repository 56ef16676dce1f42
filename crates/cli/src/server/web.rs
use anyhow::Context;
use shorty_api::{create_redirect_routes, AppState};
use tokio::net::TcpListener;
use tokio_util::sync::CancellationToken;
use tracing::info;

pub async fn start_web_server(
    bind_addr: String,
    state: AppState,
    shutdown: CancellationToken,
) -> anyhow::Result<()> {
    let listener = TcpListener::bind(&bind_addr)
        .await
        .with_context(|| format!("Failed to bind redirect server on {}", bind_addr))?;

    serve_redirects(listener, state, shutdown).await
}

pub async fn serve_redirects(
    listener: TcpListener,
    state: AppState,
    shutdown: CancellationToken,
) -> anyhow::Result<()> {
    let local_addr = listener.local_addr()?;
    info!(
        bind_address = %local_addr,
        url = format!("http://{}", local_addr),
        "Redirect server started"
    );

    let app = create_redirect_routes(state);

    axum::serve(listener, app)
        .with_graceful_shutdown(async move { shutdown.cancelled().await })
        .await
        .context("Redirect server failed")?;

    info!(bind_address = %local_addr, "Redirect server stopped");
    Ok(())
}
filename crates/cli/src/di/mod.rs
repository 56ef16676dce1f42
mod dns;
mod redirect;

pub use dns::DnsServices;
pub use redirect::RedirectServices;
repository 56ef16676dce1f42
pub mod dns;
pub mod errors;
pub mod logging;
pub mod redirect;
pub mod root;

pub use dns::{DnsConfig, UpstreamProtocol};
pub use errors::ConfigError;
pub use logging::{LogFormat, LoggingConfig};
pub use redirect::RedirectConfig;
pub use root::{CliOverrides, Config, ENV_PREFIX};
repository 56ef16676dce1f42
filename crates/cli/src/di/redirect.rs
use shorty_api::AppState;
use shorty_application::use_cases::ResolveShortcutUseCase;
use shorty_domain::Config;
use std::sync::Arc;
use tracing::info;

pub struct RedirectServices {
    pub app_state: AppState,
}

impl RedirectServices {
    pub fn new(config: &Config) -> anyhow::Result<Self> {
        let pseudo_domain = config.dns.pseudo_domain()?;
        let shortcuts = Arc::new(config.redirect.shortcut_table());

        let use_case = ResolveShortcutUseCase::new(shortcuts, pseudo_domain);
        info!(
            shortcuts = use_case.shortcut_count(),
            "Initializing redirect services"
        );

        Ok(Self {
            app_state: AppState::new(Arc::new(use_case)),
        })
    }
}
use shorty_application::use_cases::HandleDnsQueryUseCase;
use shorty_domain::ClientTransport;
use std::net::SocketAddr;
use std::sync::Arc;
use tracing::debug;

/// Shared entry point for the UDP and TCP listeners: raw bytes in, raw bytes
/// out.
#[derive(Clone)]
pub struct DnsServerHandler {
    use_case: Arc<HandleDnsQueryUseCase>,
}

impl DnsServerHandler {
    pub fn new(use_case: Arc<HandleDnsQueryUseCase>) -> Self {
        Self { use_case }
    }

    /// `None` means nothing should be written back to the client.
    pub async fn handle_raw(
        &self,
        query: &[u8],
        client: SocketAddr,
        transport: ClientTransport,
    ) -> Option<Vec<u8>> {
        debug!(
            client = %client,
            transport = transport.as_str(),
            len = query.len(),
            "DNS query received"
        );

        let reply = self.use_case.execute(query, transport).await?;

        debug!(
            client = %client,
            transport = transport.as_str(),
            outcome = reply.outcome.as_str(),
            len = reply.bytes.len(),
            "DNS reply ready"
        );

        Some(reply.bytes)
    }
}
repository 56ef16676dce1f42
pub mod forwarder;

pub use forwarder::UpstreamForwarder;
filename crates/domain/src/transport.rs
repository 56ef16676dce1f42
use std::fmt;

/// Transport a client query arrived on.
#[derive(Debug, Clone, Copy, PartialEq, Eq, Hash)]
pub enum ClientTransport {
    Udp,
    Tcp,
}

impl ClientTransport {
    pub fn as_str(&self) -> &'static str {
        match self {
            Self::Udp => "udp",
            Self::Tcp => "tcp",
        }
    }
}

impl fmt::Display for ClientTransport {
    fn fmt(&self, f: &mut fmt::Formatter<'_>) -> fmt::Result {
        f.write_str(self.as_str())
    }
}
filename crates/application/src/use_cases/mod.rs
pub mod dns;
pub mod redirect;

pub use dns::{DnsReply, HandleDnsQueryUseCase, QueryOutcome};
pub use redirect::ResolveShortcutUseCase;
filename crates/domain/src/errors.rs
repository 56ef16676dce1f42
use thiserror::Error;

#[derive(Error, Debug, Clone, PartialEq, Eq)]
pub enum DomainError {
    #[error("Invalid pseudo-domain label: {0}")]
    InvalidPseudoDomain(String),

    #[error("Invalid DNS message: {0}")]
    InvalidDnsMessage(String),

    #[error("Invalid DNS response: {0}")]
    InvalidDnsResponse(String),

    #[error("Invalid upstream address: {0}")]
    InvalidUpstreamAddress(String),

    #[error("I/O error: {0}")]
    IoError(String),

    #[error("Query timeout")]
    QueryTimeout,

    #[error("Transport timeout talking to {server}")]
    TransportTimeout { server: String },

    #[error("Transport connection refused by {server}")]
    TransportConnectionRefused { server: String },

    #[error("Upstream response id {got} does not match query id {expected}")]
    ResponseIdMismatch { expected: u16, got: u16 },
}
pub mod dns;
use hickory_proto::op::{Message, MessageType, OpCode, Query};
use hickory_proto::rr::{DNSClass, Name, RData, RecordType};
use hickory_proto::serialize::binary::{BinEncodable, BinEncoder};
use std::net::IpAddr;
use std::str::FromStr;

pub fn build_query(id: u16, name: &str, record_type: RecordType) -> Vec<u8> {
    let mut message = Message::new(id, MessageType::Query, OpCode::Query);
    message.set_recursion_desired(true);

    let mut query = Query::new();
    query.set_name(Name::from_str(name).unwrap());
    query.set_query_type(record_type);
    query.set_query_class(DNSClass::IN);
    message.add_query(query);

    let mut buf = Vec::with_capacity(512);
    let mut encoder = BinEncoder::new(&mut buf);
    message.emit(&mut encoder).unwrap();
    buf
}

pub fn parse(bytes: &[u8]) -> Message {
    Message::from_vec(bytes).unwrap()
}

pub fn answer_ips(bytes: &[u8]) -> Vec<IpAddr> {
    parse(bytes)
        .answers()
        .iter()
        .filter_map(|record| match record.data() {
            RData::A(a) => Some(IpAddr::V4(a.0)),
            RData::AAAA(aaaa) => Some(IpAddr::V6(aaaa.0)),
            _ => None,
        })
        .collect()
}
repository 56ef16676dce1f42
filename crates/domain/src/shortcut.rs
use std::collections::{BTreeMap, HashMap};

/// Short name to target URL. Keys are matched exactly, as configured.
#[derive(Debug, Clone, Default, PartialEq, Eq)]
pub struct Shortcuts {
    entries: HashMap<String, String>,
}

impl Shortcuts {
    pub fn new() -> Self {
        Self::default()
    }

    pub fn get(&self, name: &str) -> Option<&str> {
        self.entries.get(name).map(String::as_str)
    }

    pub fn len(&self) -> usize {
        self.entries.len()
    }

    pub fn is_empty(&self) -> bool {
        self.entries.is_empty()
    }

    pub fn iter(&self) -> impl Iterator<Item = (&str, &str)> {
        self.entries.iter().map(|(k, v)| (k.as_str(), v.as_str()))
    }
}

impl From<HashMap<String, String>> for Shortcuts {
    fn from(entries: HashMap<String, String>) -> Self {
        Self { entries }
    }
}

impl From<BTreeMap<String, String>> for Shortcuts {
    fn from(entries: BTreeMap<String, String>) -> Self {
        Self {
            entries: entries.into_iter().collect(),
        }
    }
}

impl<K: Into<String>, V: Into<String>> FromIterator<(K, V)> for Shortcuts {
    fn from_iter<T: IntoIterator<Item = (K, V)>>(iter: T) -> Self {
        Self {
            entries: iter
                .into_iter()
                .map(|(k, v)| (k.into(), v.into()))
                .collect(),
        }
    }
}

/// Outcome of looking up a Host value.
#[derive(Debug, Clone, PartialEq, Eq)]
pub enum RedirectDecision {
    Redirect { host: String, target: String },
    NotFound { host: String },
}

impl RedirectDecision {
    pub fn target(&self) -> Option<&str> {
        match self {
            Self::Redirect { target, .. } => Some(target),
            Self::NotFound { .. } => None,
        }
    }

    pub fn is_redirect(&self) -> bool {
        matches!(self, Self::Redirect { .. })
    }
}
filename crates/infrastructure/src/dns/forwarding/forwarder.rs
use crate::dns::transport::tcp::TcpTransport;
use crate::dns::transport::udp::UdpTransport;
use crate::dns::transport::{DnsTransport, TransportResponse};
use async_trait::async_trait;
use shorty_application::ports::UpstreamExchange;
use shorty_domain::{ClientTransport, DomainError, UpstreamProtocol};
use std::net::SocketAddr;
use std::time::Duration;
use tracing::debug;

/// Relays raw query bytes to the upstream resolver and returns its reply
/// untouched.
///
/// Over UDP a truncated reply is retried once over TCP, but only for TCP
/// clients. A UDP client gets the truncated reply and re-asks over TCP.
pub struct UpstreamForwarder {
    protocol: UpstreamProtocol,
    timeout: Duration,
}

impl UpstreamForwarder {
    pub fn new(protocol: UpstreamProtocol, timeout: Duration) -> Self {
        Self { protocol, timeout }
    }

    pub fn protocol(&self) -> UpstreamProtocol {
        self.protocol
    }

    async fn resolve_server(server: &str) -> Result<SocketAddr, DomainError> {
        if let Ok(addr) = server.parse::<SocketAddr>() {
            return Ok(addr);
        }

        tokio::net::lookup_host(server)
            .await
            .map_err(|e| {
                DomainError::InvalidUpstreamAddress(format!("{}: {}", server, e))
            })?
            .next()
            .ok_or_else(|| {
                DomainError::InvalidUpstreamAddress(format!("{}: no addresses", server))
            })
    }

    async fn send_via(
        &self,
        transport: &dyn DnsTransport,
        query: &[u8],
    ) -> Result<TransportResponse, DomainError> {
        let response = transport.send(query, self.timeout).await?;
        check_response_id(query, &response.bytes)?;
        Ok(response)
    }
}

#[async_trait]
impl UpstreamExchange for UpstreamForwarder {
    async fn exchange(
        &self,
        query: &[u8],
        server: &str,
        client: ClientTransport,
    ) -> Result<Vec<u8>, DomainError> {
        let server_addr = Self::resolve_server(server).await?;

        let response = match self.protocol {
            UpstreamProtocol::Tcp => self.send_via(&TcpTransport::new(server_addr), query).await?,
            UpstreamProtocol::Udp => {
                let response = self.send_via(&UdpTransport::new(server_addr), query).await?;
                if response.is_truncated() && client == ClientTransport::Tcp {
                    debug!(server = %server_addr, "UDP response truncated, retrying over TCP");
                    self.send_via(&TcpTransport::new(server_addr), query).await?
                } else {
                    response
                }
            }
        };

        debug!(
            server = %server_addr,
            protocol = response.protocol_used,
            bytes = response.bytes.len(),
            "Upstream exchange complete"
        );

        Ok(response.bytes)
    }
}

fn check_response_id(query: &[u8], response: &[u8]) -> Result<(), DomainError> {
    if query.len() < 2 || response.len() < 2 {
        return Err(DomainError::InvalidDnsResponse(
            "message shorter than a DNS header".to_string(),
        ));
    }

    let expected = u16::from_be_bytes([query[0], query[1]]);
    let got = u16::from_be_bytes([response[0], response[1]]);

    if expected != got {
        return Err(DomainError::ResponseIdMismatch { expected, got });
    }

    Ok(())
}
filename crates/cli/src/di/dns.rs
use shorty_application::use_cases::HandleDnsQueryUseCase;
use shorty_domain::Config;
use shorty_infrastructure::dns::{DnsServerHandler, UpstreamForwarder};
use std::sync::Arc;
use tracing::info;

pub struct DnsServices {
    pub handler: DnsServerHandler,
    pub use_case: Arc<HandleDnsQueryUseCase>,
}

impl DnsServices {
    pub fn new(config: &Config) -> anyhow::Result<Self> {
        let local_ip = config.dns.local_ip_addr()?;
        let pseudo_domain = config.dns.pseudo_domain()?;
        let timeout = config.dns.query_timeout();

        let forwarder = Arc::new(UpstreamForwarder::new(
            config.dns.upstream_protocol,
            timeout,
        ));

        info!(
            upstream = %config.dns.upstream_dns,
            protocol = config.dns.upstream_protocol.as_str(),
            local_ip = %local_ip,
            pseudo_domain = %pseudo_domain,
            timeout_ms = config.dns.query_timeout_ms,
            "Initializing DNS services"
        );

        let use_case = Arc::new(
            HandleDnsQueryUseCase::new(
                forwarder,
                config.dns.upstream_dns.clone(),
                local_ip,
                pseudo_domain,
            )
            .with_timeout(timeout),
        );

        Ok(Self {
            handler: DnsServerHandler::new(use_case.clone()),
            use_case,
        })
    }
}
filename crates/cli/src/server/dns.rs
use anyhow::Context;
use shorty_infrastructure::dns::transport::tcp::{read_with_length_prefix, send_with_length_prefix};
use shorty_domain::ClientTransport;
use shorty_infrastructure::dns::DnsServerHandler;
use socket2::{Domain, Protocol, Socket, Type};
use std::net::{Ipv4Addr, Ipv6Addr, SocketAddr};
use std::sync::Arc;
use std::time::Duration;
use tokio::net::{TcpListener, TcpStream, UdpSocket};
use tokio::task::JoinSet;
use tokio_util::sync::CancellationToken;
use tracing::{debug, error, info, warn};

const MAX_UDP_QUERY_SIZE: usize = 4096;

/// Idle TCP connections are closed after this long without a new query.
const TCP_IDLE_TIMEOUT: Duration = Duration::from_secs(10);

/// Binds the UDP socket and then a TCP listener on the same port.
///
/// Binding port 0 picks a free UDP port and reuses it for TCP.
pub fn bind_dns_sockets(bind_addr: SocketAddr) -> anyhow::Result<(UdpSocket, TcpListener)> {
    let domain = if bind_addr.is_ipv4() {
        Domain::IPV4
    } else {
        Domain::IPV6
    };

    let udp_socket = create_udp_socket(domain, bind_addr)
        .with_context(|| format!("Failed to bind DNS UDP socket on {}", bind_addr))?;

    let tcp_addr = udp_socket.local_addr()?;
    let tcp_listener = create_tcp_listener(domain, tcp_addr)
        .with_context(|| format!("Failed to bind DNS TCP listener on {}", tcp_addr))?;

    Ok((udp_socket, tcp_listener))
}

/// Binds `[::]:port` as a dual-stack socket pair, falling back to
/// `0.0.0.0:port` when IPv6 is unavailable.
pub fn bind_dns_sockets_any(port: u16) -> anyhow::Result<(UdpSocket, TcpListener)> {
    match bind_dns_sockets(SocketAddr::from((Ipv6Addr::UNSPECIFIED, port))) {
        Ok(sockets) => Ok(sockets),
        Err(e) => {
            warn!(error = %e, "IPv6 bind failed, DNS listening on IPv4 only");
            bind_dns_sockets(SocketAddr::from((Ipv4Addr::UNSPECIFIED, port)))
        }
    }
}

/// Runs the UDP and TCP loops until `shutdown` fires or one of them fails.
pub async fn start_dns_server(
    udp_socket: UdpSocket,
    tcp_listener: TcpListener,
    handler: DnsServerHandler,
    shutdown: CancellationToken,
) -> anyhow::Result<()> {
    let local_addr = udp_socket.local_addr()?;
    let handler = Arc::new(handler);

    info!(bind_address = %local_addr, "DNS server ready (UDP + TCP)");

    let result = tokio::try_join!(
        run_udp(Arc::new(udp_socket), handler.clone(), shutdown.clone()),
        run_tcp(tcp_listener, handler, shutdown.clone()),
    );

    if result.is_err() {
        shutdown.cancel();
    }

    info!(bind_address = %local_addr, "DNS server stopped");
    result.map(|_| ())
}

async fn run_udp(
    socket: Arc<UdpSocket>,
    handler: Arc<DnsServerHandler>,
    shutdown: CancellationToken,
) -> anyhow::Result<()> {
    let mut recv_buf = [0u8; MAX_UDP_QUERY_SIZE];
    let mut in_flight = JoinSet::new();

    loop {
        tokio::select! {
            _ = shutdown.cancelled() => break,
            Some(_) = in_flight.join_next(), if !in_flight.is_empty() => {}
            result = socket.recv_from(&mut recv_buf) => {
                let (len, from) = match result {
                    Ok(received) => received,
                    Err(e) => {
                        warn!(error = %e, "UDP recv error");
                        continue;
                    }
                };

                let query: Arc<[u8]> = Arc::from(&recv_buf[..len]);
                let handler = handler.clone();
                let socket = socket.clone();

                in_flight.spawn(async move {
                    if let Some(response) = handler.handle_raw(&query, from, ClientTransport::Udp).await {
                        if let Err(e) = socket.send_to(&response, from).await {
                            debug!(client = %from, error = %e, "Failed to send UDP response");
                        }
                    }
                });
            }
        }
    }

    while in_flight.join_next().await.is_some() {}
    Ok(())
}

async fn run_tcp(
    listener: TcpListener,
    handler: Arc<DnsServerHandler>,
    shutdown: CancellationToken,
) -> anyhow::Result<()> {
    let mut connections = JoinSet::new();

    loop {
        tokio::select! {
            _ = shutdown.cancelled() => break,
            Some(_) = connections.join_next(), if !connections.is_empty() => {}
            result = listener.accept() => {
                let (stream, peer) = match result {
                    Ok(accepted) => accepted,
                    Err(e) => {
                        error!(error = %e, "TCP accept error");
                        return Err(e).context("DNS TCP listener failed");
                    }
                };

                let handler = handler.clone();
                let shutdown = shutdown.clone();
                connections.spawn(async move {
                    serve_tcp_connection(stream, peer, handler, shutdown).await;
                });
            }
        }
    }

    while connections.join_next().await.is_some() {}
    Ok(())
}

async fn serve_tcp_connection(
    mut stream: TcpStream,
    peer: SocketAddr,
    handler: Arc<DnsServerHandler>,
    shutdown: CancellationToken,
) {
    loop {
        let query = tokio::select! {
            _ = shutdown.cancelled() => break,
            read = tokio::time::timeout(TCP_IDLE_TIMEOUT, read_with_length_prefix(&mut stream)) => {
                match read {
                    Ok(Ok(query)) => query,
                    Ok(Err(e)) => {
                        debug!(client = %peer, error = %e, "TCP connection closed");
                        break;
                    }
                    Err(_) => {
                        debug!(client = %peer, "TCP connection idle, closing");
                        break;
                    }
                }
            }
        };

        let Some(response) = handler.handle_raw(&query, peer, ClientTransport::Tcp).await else {
            continue;
        };

        if let Err(e) = send_with_length_prefix(&mut stream, &response).await {
            debug!(client = %peer, error = %e, "Failed to send TCP response");
            break;
        }
    }
}

fn create_udp_socket(domain: Domain, socket_addr: SocketAddr) -> anyhow::Result<UdpSocket> {
    let socket = Socket::new(domain, Type::DGRAM, Some(Protocol::UDP))?;
    if socket_addr.is_ipv6() {
        socket.set_only_v6(false)?;
    }
    socket.set_reuse_address(true)?;
    socket.bind(&socket_addr.into())?;
    socket.set_nonblocking(true)?;
    let std_socket: std::net::UdpSocket = socket.into();
    Ok(UdpSocket::from_std(std_socket)?)
}

fn create_tcp_listener(domain: Domain, socket_addr: SocketAddr) -> anyhow::Result<TcpListener> {
    let socket = Socket::new(domain, Type::STREAM, Some(Protocol::TCP))?;
    if socket_addr.is_ipv6() {
        socket.set_only_v6(false)?;
    }
    socket.set_reuse_address(true)?;
    socket.bind(&socket_addr.into())?;
    socket.listen(1024)?;
    socket.set_nonblocking(true)?;
    let std_listener: std::net::TcpListener = socket.into();
    Ok(TcpListener::from_std(std_listener)?)
}
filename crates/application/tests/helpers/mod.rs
#![allow(dead_code)]

mod messages;
mod mock_upstream;

pub use messages::{
    build_query, build_query_with_checking_disabled, build_query_without_question,
    large_txt_answer, parse, upstream_answer,
};
pub use mock_upstream::MockUpstreamExchange;
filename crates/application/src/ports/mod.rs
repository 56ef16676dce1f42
mod upstream_exchange;

pub use upstream_exchange::UpstreamExchange;
//! UDP Transport for DNS queries (RFC 1035 §4.2.1)
//!
//! Messages are sent as-is (no framing). The socket is connected to the
//! upstream so datagrams from any other source are discarded by the kernel.
//! If the response has the TC (truncated) bit set, the caller should retry via TCP.

use super::{DnsTransport, TransportResponse};
use async_trait::async_trait;
use shorty_domain::DomainError;
use std::net::{Ipv4Addr, Ipv6Addr, SocketAddr};
use std::time::Duration;
use tokio::net::UdpSocket;
use tracing::debug;

/// Maximum UDP DNS response size with EDNS(0)
const MAX_UDP_RESPONSE_SIZE: usize = 4096;

/// DNS over UDP transport
pub struct UdpTransport {
    server_addr: SocketAddr,
}

impl UdpTransport {
    pub fn new(server_addr: SocketAddr) -> Self {
        Self { server_addr }
    }

    pub fn server_addr(&self) -> SocketAddr {
        self.server_addr
    }

    fn io_error(&self, action: &str, e: std::io::Error) -> DomainError {
        match e.kind() {
            std::io::ErrorKind::ConnectionRefused => DomainError::TransportConnectionRefused {
                server: self.server_addr.to_string(),
            },
            _ => DomainError::IoError(format!("{} {}: {}", action, self.server_addr, e)),
        }
    }

    fn timeout_error(&self) -> DomainError {
        DomainError::TransportTimeout {
            server: self.server_addr.to_string(),
        }
    }
}

#[async_trait]
impl DnsTransport for UdpTransport {
    async fn send(
        &self,
        message_bytes: &[u8],
        timeout: Duration,
    ) -> Result<TransportResponse, DomainError> {
        // Bind to ephemeral port (0 = OS assigns)
        let bind_addr = if self.server_addr.is_ipv4() {
            SocketAddr::from((Ipv4Addr::UNSPECIFIED, 0))
        } else {
            SocketAddr::from((Ipv6Addr::UNSPECIFIED, 0))
        };

        let socket = UdpSocket::bind(bind_addr)
            .await
            .map_err(|e| self.io_error("Failed to bind UDP socket for", e))?;

        socket
            .connect(self.server_addr)
            .await
            .map_err(|e| self.io_error("Failed to connect UDP socket to", e))?;

        let bytes_sent = tokio::time::timeout(timeout, socket.send(message_bytes))
            .await
            .map_err(|_| self.timeout_error())?
            .map_err(|e| self.io_error("Failed to send UDP query to", e))?;

        debug!(
            server = %self.server_addr,
            bytes_sent = bytes_sent,
            "UDP query sent"
        );

        let mut recv_buf = vec![0u8; MAX_UDP_RESPONSE_SIZE];

        let bytes_received = tokio::time::timeout(timeout, socket.recv(&mut recv_buf))
            .await
            .map_err(|_| self.timeout_error())?
            .map_err(|e| self.io_error("Failed to receive UDP response from", e))?;

        recv_buf.truncate(bytes_received);

        debug!(
            server = %self.server_addr,
            bytes_received = bytes_received,
            "UDP response received"
        );

        Ok(TransportResponse {
            bytes: recv_buf,
            protocol_used: "UDP",
        })
    }

    fn protocol_name(&self) -> &'static str {
        "UDP"
    }
}
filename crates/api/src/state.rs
use shorty_application::use_cases::ResolveShortcutUseCase;
use std::sync::Arc;

#[derive(Clone)]
pub struct AppState {
    pub resolve_shortcut: Arc<ResolveShortcutUseCase>,
}

impl AppState {
    pub fn new(resolve_shortcut: Arc<ResolveShortcutUseCase>) -> Self {
        Self { resolve_shortcut }
    }
}
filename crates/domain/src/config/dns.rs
use serde::{Deserialize, Serialize};
use std::net::IpAddr;
use std::time::Duration;

use super::errors::ConfigError;
use crate::pseudo_domain::PseudoDomain;

#[derive(Debug, Clone, Deserialize, Serialize)]
pub struct DnsConfig {
    #[serde(default = "default_port")]
    pub port: u16,

    /// Upstream resolver as `host:port`.
    #[serde(default = "default_upstream_dns")]
    pub upstream_dns: String,

    /// Address handed out for every name under the pseudo-domain.
    #[serde(default = "default_local_ip")]
    pub local_ip: String,

    /// Pseudo top-level label, without dots. Shared with the redirector.
    #[serde(default = "default_extension")]
    pub extension: String,

    #[serde(default = "default_query_timeout_ms")]
    pub query_timeout_ms: u64,

    #[serde(default)]
    pub upstream_protocol: UpstreamProtocol,
}

#[derive(Debug, Clone, Copy, Deserialize, Serialize, PartialEq, Eq, Default)]
#[serde(rename_all = "lowercase")]
pub enum UpstreamProtocol {
    #[default]
    Udp,

    Tcp,
}

impl UpstreamProtocol {
    pub fn as_str(&self) -> &'static str {
        match self {
            Self::Udp => "udp",
            Self::Tcp => "tcp",
        }
    }
}

impl Default for DnsConfig {
    fn default() -> Self {
        Self {
            port: default_port(),
            upstream_dns: default_upstream_dns(),
            local_ip: default_local_ip(),
            extension: default_extension(),
            query_timeout_ms: default_query_timeout_ms(),
            upstream_protocol: UpstreamProtocol::default(),
        }
    }
}

impl DnsConfig {
    pub fn local_ip_addr(&self) -> Result<IpAddr, ConfigError> {
        self.local_ip.trim().parse().map_err(|_| {
            ConfigError::Validation(format!("local_ip '{}' is not an IP address", self.local_ip))
        })
    }

    pub fn pseudo_domain(&self) -> Result<PseudoDomain, ConfigError> {
        PseudoDomain::new(&self.extension).map_err(|e| ConfigError::Validation(e.to_string()))
    }

    pub fn query_timeout(&self) -> Duration {
        Duration::from_millis(self.query_timeout_ms)
    }

    pub(crate) fn validate(&self) -> Result<(), ConfigError> {
        if self.port == 0 {
            return Err(ConfigError::Validation("DNS port cannot be 0".to_string()));
        }

        validate_upstream(&self.upstream_dns)?;
        self.local_ip_addr()?;
        self.pseudo_domain()?;

        if self.query_timeout_ms == 0 {
            return Err(ConfigError::Validation(
                "query_timeout_ms must be greater than 0".to_string(),
            ));
        }

        Ok(())
    }
}

fn validate_upstream(upstream: &str) -> Result<(), ConfigError> {
    let (host, port) = upstream.rsplit_once(':').ok_or_else(|| {
        ConfigError::Validation(format!("upstream_dns '{}' must be host:port", upstream))
    })?;

    let host = host.trim_start_matches('[').trim_end_matches(']');
    if host.is_empty() {
        return Err(ConfigError::Validation(format!(
            "upstream_dns '{}' has an empty host",
            upstream
        )));
    }

    match port.parse::<u16>() {
        Ok(p) if p != 0 => Ok(()),
        _ => Err(ConfigError::Validation(format!(
            "upstream_dns '{}' has an invalid port",
            upstream
        ))),
    }
}

fn default_port() -> u16 {
    53
}

fn default_upstream_dns() -> String {
    "1.1.1.1:53".to_string()
}

fn default_local_ip() -> String {
    "127.0.0.1".to_string()
}

fn default_extension() -> String {
    "u".to_string()
}

fn default_query_timeout_ms() -> u64 {
    2000
}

********

Task details
Going down the listing above, begin printing at the line with "axum::serve(listener, app)" and finish with the line with "filename crates/cli/src/di/mod.rs", exactly as they appear.

Output of the exercise
    axum::serve(listener, app)
        .with_graceful_shutdown(async move { shutdown.cancelled().await })
        .await
        .context("Redirect server failed")?;

    info!(bind_address = %local_addr, "Redirect server stopped");
    Ok(())
}
filename crates/cli/src/di/mod.rs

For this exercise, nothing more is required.